Bullet screen display method and device

Technical Field

The invention relates to the technical field of bullet screen display, in particular to a bullet screen display method and device.

Background

The current bullet screen display technology needs to determine a specific area in advance, shield the bullet screen in the specific area, and display the bullet screen outside the specific area. However, this processing manner fails if an area in the video image, which requires attention to be focused, appears outside a specific area. Based on the current bullet screen display technology, it is difficult to form effective processing for a variety of image contents that need to be processed.

Disclosure of Invention

The bullet screen display method and the bullet screen display device provided by the invention can effectively process bullet screens in non-fixed scenes.

In a first aspect, the present invention provides a bullet screen display method, including:

acquiring a video to be processed;

calculating the time domain significance and the space domain significance of the video image according to the image characteristics of each frame in the video;

generating a binarization mask according to the time domain significance and the space domain significance, wherein the binarization mask comprises an unoccluded area and an occluded area;

and judging the non-shielding area of the bullet screen in the corresponding binaryzation mask according to the preset position information of the bullet screen, and hiding the bullet screen in the non-shielding area.

Optionally, the calculating the temporal saliency and the spatial saliency of the video image according to the image feature of each frame in the video includes:

calculating the spatial domain significance of each frame of the video according to the brightness, the chrominance and the texture characteristics;

selecting two frames with a preset frame interval from a video to be processed, and extracting optical flow characteristics of a foreground object of a next frame relative to a foreground object of a previous frame in the two frames; and calculating the unit modulus value of the optical flow according to the optical flow feature, and taking the unit modulus value of the optical flow as the time domain saliency.

Optionally, the calculating a unit modulus value of the optical flow as the temporal saliency includes, from the optical flow characteristics of the foreground object of the next frame with respect to the foreground object of the previous frame among two frames spaced by a predetermined frame:

dividing each frame into a preset number of regions to be processed according to the scene type, calculating the distance between the regions to be processed of the same scene type in the two frames, and dividing the two frames into a set of frames of the same scene when the distance is within a preset threshold value;

selecting two frames of a frame set of the same scene at intervals of a preset frame, extracting the optical flow characteristics of a foreground object of a next frame relative to a foreground object of a previous frame, and calculating the unit modulus value of the optical flow as the time domain saliency.

Optionally, the generating a binarization mask according to the temporal saliency and the spatial saliency includes:

weighting the spatial domain significance and the time domain significance to obtain a significance score;

sequencing the regions to be processed in the same frame according to the significance scores, and selecting a plurality of sequenced regions to be processed as regions of interest;

and generating a binary mask according to the region of interest.

Optionally, the selecting two frames separated by a predetermined frame in the set of frames of the same scene, and the extracting optical flow features of foreground objects of a subsequent frame relative to foreground objects of a previous frame includes:

and sending the images of the previous frame and the next frame into an optical flow extraction network to obtain the optical flow characteristics of the foreground object of the next frame relative to the foreground object of the previous frame.

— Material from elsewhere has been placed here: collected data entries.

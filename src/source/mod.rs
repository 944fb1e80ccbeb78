//! Snapshot sources: where process and system readings come from.
//!
//! Each platform gets its own implementation of [`SnapshotSource`]; which one
//! runs is decided by [`for_os`], a plain function of the operating system.

use crate::error::{SourceError, TerminateError};
use crate::process::{Pid, ProcessSample, ProcessStatus, SystemInfo, SystemStats};
use crate::protected::OperatingSystem;
use crate::termination::TerminationMode;

pub mod portable;
#[cfg(target_os = "linux")]
pub mod procfs;
pub mod scripted;

pub use portable::PortableSource;
#[cfg(target_os = "linux")]
pub use procfs::ProcfsSource;
pub use scripted::{ReplayFrame, ReplayProcess, ReplayScript, ScriptedSource};

/// Fresh, uncached view of one process, used by termination requests.
#[derive(Debug, Clone, PartialEq, Eq)]
pub struct ResolvedProcess {
    pub pid: Pid,
    pub start_time: u64,
    pub name: String,
    pub status: ProcessStatus,
}

/// Source of process and system readings.
///
/// All methods block on OS I/O; async callers run them on a blocking thread.
pub trait SnapshotSource: Send + Sync {
    /// Reads every visible process.
    ///
    /// Processes that vanish or deny access mid-enumeration are skipped; only
    /// a failure to enumerate the table at all is an error.
    fn list_processes(&self) -> Result<Vec<ProcessSample>, SourceError>;

    /// Overall CPU and memory usage. Never fails; unreadable figures are 0.
    fn read_system_stats(&self) -> SystemStats;

    /// Looks `pid` up right now, bypassing any cache.
    fn resolve(&self, pid: Pid) -> Result<ResolvedProcess, TerminateError>;

    /// Sends a termination signal to `pid`.
    fn terminate(&self, pid: Pid, mode: TerminationMode) -> Result<(), TerminateError>;

    /// Logical CPUs, used to bound per-process CPU percentages.
    fn core_count(&self) -> usize;

    fn system_info(&self) -> SystemInfo;
}

/// Builds the source for `os`.
///
/// Linux reads procfs directly; every other platform goes through `sysinfo`.
pub fn for_os(os: OperatingSystem) -> Box<dyn SnapshotSource> {
    match os {
        #[cfg(target_os = "linux")]
        OperatingSystem::Linux => Box::new(ProcfsSource::new()),
        _ => Box::new(PortableSource::new()),
    }
}

/// Logical CPUs as seen by the standard library, at least 1.
pub(crate) fn available_cores() -> usize {
    std::thread::available_parallelism()
        .map(|n| n.get())
        .unwrap_or(1)
}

Optionally, the calculating the spatial saliency of each frame of the video according to the luminance, chrominance and texture features includes:

dividing a video image into a plurality of pixel blocks;

calculating the average value of the brightness of the current pixel block as a first average brightness, and calculating the average value of the brightness of the pixel blocks around the current pixel block as a second average brightness;

calculating the average value of the difference values of the first average brightness and the second average brightness as the brightness significance of the current pixel block;

calculating the average value of the chroma of the current pixel block as a first average chroma, and calculating the average value of the chroma of the pixel blocks around the current pixel block as a second average chroma;

calculating the average value of the difference values of the first average chroma and the second average chroma as the chroma significance of the current pixel block;

calculating the average value of the texture features of the current pixel block as a first average texture feature, and calculating the average value of the texture features of the pixel blocks around the current pixel block as a second average texture feature;

calculating the average value of the difference values of the first average textural feature and the second average textural feature as the textural feature significance of the current pixel block;

and performing weighted calculation on the brightness significance, the chroma significance and the texture feature significance to obtain the spatial domain significance of the current pixel block.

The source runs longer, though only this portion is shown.